(SUPPLIED INFORMATION Opens)

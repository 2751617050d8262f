//! Bulk export of stored articles.

use std::fmt;
use std::str::FromStr;

use sciagg_common::Article;
use serde::Serialize;

use crate::error::{ProcessError, Result};

#[derive(Debug, Clone, Copy, PartialEq, Eq)]
pub enum ExportFormat {
    Markdown,
    Json,
    Csv,
}

impl ExportFormat {
    pub fn extension(&self) -> &'static str {
        match self {
            ExportFormat::Markdown => "md",
            ExportFormat::Json     => "json",
            ExportFormat::Csv      => "csv",
        }
    }

    pub fn content_type(&self) -> &'static str {
        match self {
            ExportFormat::Markdown => "text/markdown; charset=utf-8",
            ExportFormat::Json     => "application/json",
            ExportFormat::Csv      => "text/csv; charset=utf-8",
        }
    }
}

impl fmt::Display for ExportFormat {
    fn fmt(&self, f: &mut fmt::Formatter<'_>) -> fmt::Result {
        f.write_str(match self {
            ExportFormat::Markdown => "markdown",
            ExportFormat::Json     => "json",
            ExportFormat::Csv      => "csv",
        })
    }
}

impl FromStr for ExportFormat {
    type Err = ProcessError;

    fn from_str(s: &str) -> Result<Self> {
        match s.trim().to_lowercase().as_str() {
            "markdown" | "md" => Ok(ExportFormat::Markdown),
            "json"            => Ok(ExportFormat::Json),
            "csv"             => Ok(ExportFormat::Csv),
            other             => Err(ProcessError::UnknownFormat(other.to_string())),
        }
    }
}

#[derive(Serialize)]
struct CsvRow<'a> {
    id: &'a str,
    title: &'a str,
    authors: String,
    source: &'a str,
    date: String,
    url: &'a str,
    doi: &'a str,
    topics: String,
    summary: &'a str,
}

impl<'a> From<&'a Article> for CsvRow<'a> {
    fn from(a: &'a Article) -> Self {
        Self {
            id: &a.id,
            title: &a.title,
            authors: a.authors.join("; "),
            source: a.source.as_str(),
            date: a.publication_date.map(|d| d.to_string()).unwrap_or_default(),
            url: &a.url,
            doi: a.doi.as_deref().unwrap_or(""),
            topics: a.topics.join("; "),
            summary: a.summary.as_deref().unwrap_or(""),
        }
    }
}

pub fn export_articles(articles: &[Article], format: ExportFormat) -> Result<String> {
    match format {
        ExportFormat::Json => Ok(serde_json::to_string_pretty(articles)?),
        ExportFormat::Csv => {
            let mut writer = csv::Writer::from_writer(Vec::new());
            for article in articles {
                writer.serialize(CsvRow::from(article))?;
            }
            let bytes = writer.into_inner().map_err(|e| ProcessError::Io(e.into_error()))?;
            Ok(String::from_utf8_lossy(&bytes).into_owned())
        }
        ExportFormat::Markdown => Ok(export_markdown(articles)),
    }
}

fn export_markdown(articles: &[Article]) -> String {
    let mut sections = vec![format!("# Article export ({} articles)", articles.len())];
    for article in articles {
        let mut lines = vec![format!("## {}", article.title)];
        lines.push(String::new());
        lines.push(format!("- **Source**: {}", article.source.display_name()));
        if !article.authors.is_empty() {
            lines.push(format!("- **Authors**: {}", article.authors.join(", ")));
        }
        if let Some(date) = article.publication_date {
            lines.push(format!("- **Date**: {date}"));
        }
        if !article.url.is_empty() {
            lines.push(format!("- **Link**: {}", article.url));
        }
        if let Some(doi) = &article.doi {
            lines.push(format!("- **DOI**: {doi}"));
        }
        if !article.topics.is_empty() {
            lines.push(format!("- **Topics**: {}", article.topics.join(", ")));
        }
        lines.push(String::new());
        match article.post_content.as_deref().or(article.summary.as_deref()) {
            Some(body) if !body.trim().is_empty() => lines.push(body.trim().to_string()),
            _ => lines.push(article.abstract_text.clone()),
        }
        sections.push(lines.join("\n"));
    }
    sections.join("\n\n---\n\n")
}

#[cfg(test)]
mod tests {
    use chrono::NaiveDate;
    use sciagg_common::Source;

    use super::*;

    fn sample() -> Vec<Article> {
        let mut a = Article::new(Source::Crossref, "10.1/x", "Roots, fungi and \"rain\"");
        a.authors = vec!["Ana Ruiz".into(), "Li Wei".into()];
        a.url = "https://doi.org/10.1/x".into();
        a.doi = Some("10.1/x".into());
        a.topics = vec!["soil".into()];
        a.summary = Some("Fungi help.".into());
        a.publication_date = NaiveDate::from_ymd_opt(2024, 1, 2);
        let b = Article::new(Source::Arxiv, "2401.1", "Second");
        vec![a, b]
    }

    #[test]
    fn test_format_parse() {
        assert_eq!("MD".parse::<ExportFormat>().unwrap(), ExportFormat::Markdown);
        assert_eq!("csv".parse::<ExportFormat>().unwrap().extension(), "csv");
        assert!(matches!("pdf".parse::<ExportFormat>(), Err(ProcessError::UnknownFormat(_))));
    }

    #[test]
    fn test_csv_export() {
        let out = export_articles(&sample(), ExportFormat::Csv).unwrap();
        let mut lines = out.lines();
        assert_eq!(lines.next(), Some("id,title,authors,source,date,url,doi,topics,summary"));
        assert_eq!(
            lines.next(),
            Some("crossref:10.1/x,\"Roots, fungi and \"\"rain\"\"\",Ana Ruiz; Li Wei,crossref,2024-01-02,https://doi.org/10.1/x,10.1/x,soil,Fungi help.")
        );
        assert_eq!(lines.next(), Some("arxiv:2401.1,Second,,arxiv,,,,,"));
    }

    #[test]
    fn test_json_export() {
        let out = export_articles(&sample(), ExportFormat::Json).unwrap();
        let parsed: serde_json::Value = serde_json::from_str(&out).unwrap();
        let items = parsed.as_array().unwrap();
        assert_eq!(items.len(), 2);
        assert_eq!(items[0]["id"], "crossref:10.1/x");
        assert_eq!(items[0]["source"], "crossref");
        assert_eq!(items[0]["authors"][1], "Li Wei");
        assert_eq!(items[1]["doi"], serde_json::Value::Null);
    }

    #[test]
    fn test_markdown_export() {
        let out = export_articles(&sample(), ExportFormat::Markdown).unwrap();
        assert!(out.starts_with("# Article export (2 articles)"));
        assert!(out.contains("## Roots, fungi and \"rain\"\n\n- **Source**: Crossref"));
        assert!(out.contains("Fungi help."));
        assert_eq!(out.matches("\n\n---\n\n").count(), 2);
    }
}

(SUPPLIED INFORMATION Closes)

-- ACTIVITY --
Write down again, exactly as given, only the lines above that fall from the line with "impl FromStr for" to the line with "#[derive(Serialize)]", inclusive.

-- ANSWER BOX --
impl FromStr for ExportFormat {
    type Err = ProcessError;

    fn from_str(s: &str) -> Result<Self> {
        match s.trim().to_lowercase().as_str() {
            "markdown" | "md" => Ok(ExportFormat::Markdown),
            "json"            => Ok(ExportFormat::Json),
            "csv"             => Ok(ExportFormat::Csv),
            other             => Err(ProcessError::UnknownFormat(other.to_string())),
        }
    }
}

#[derive(Serialize)]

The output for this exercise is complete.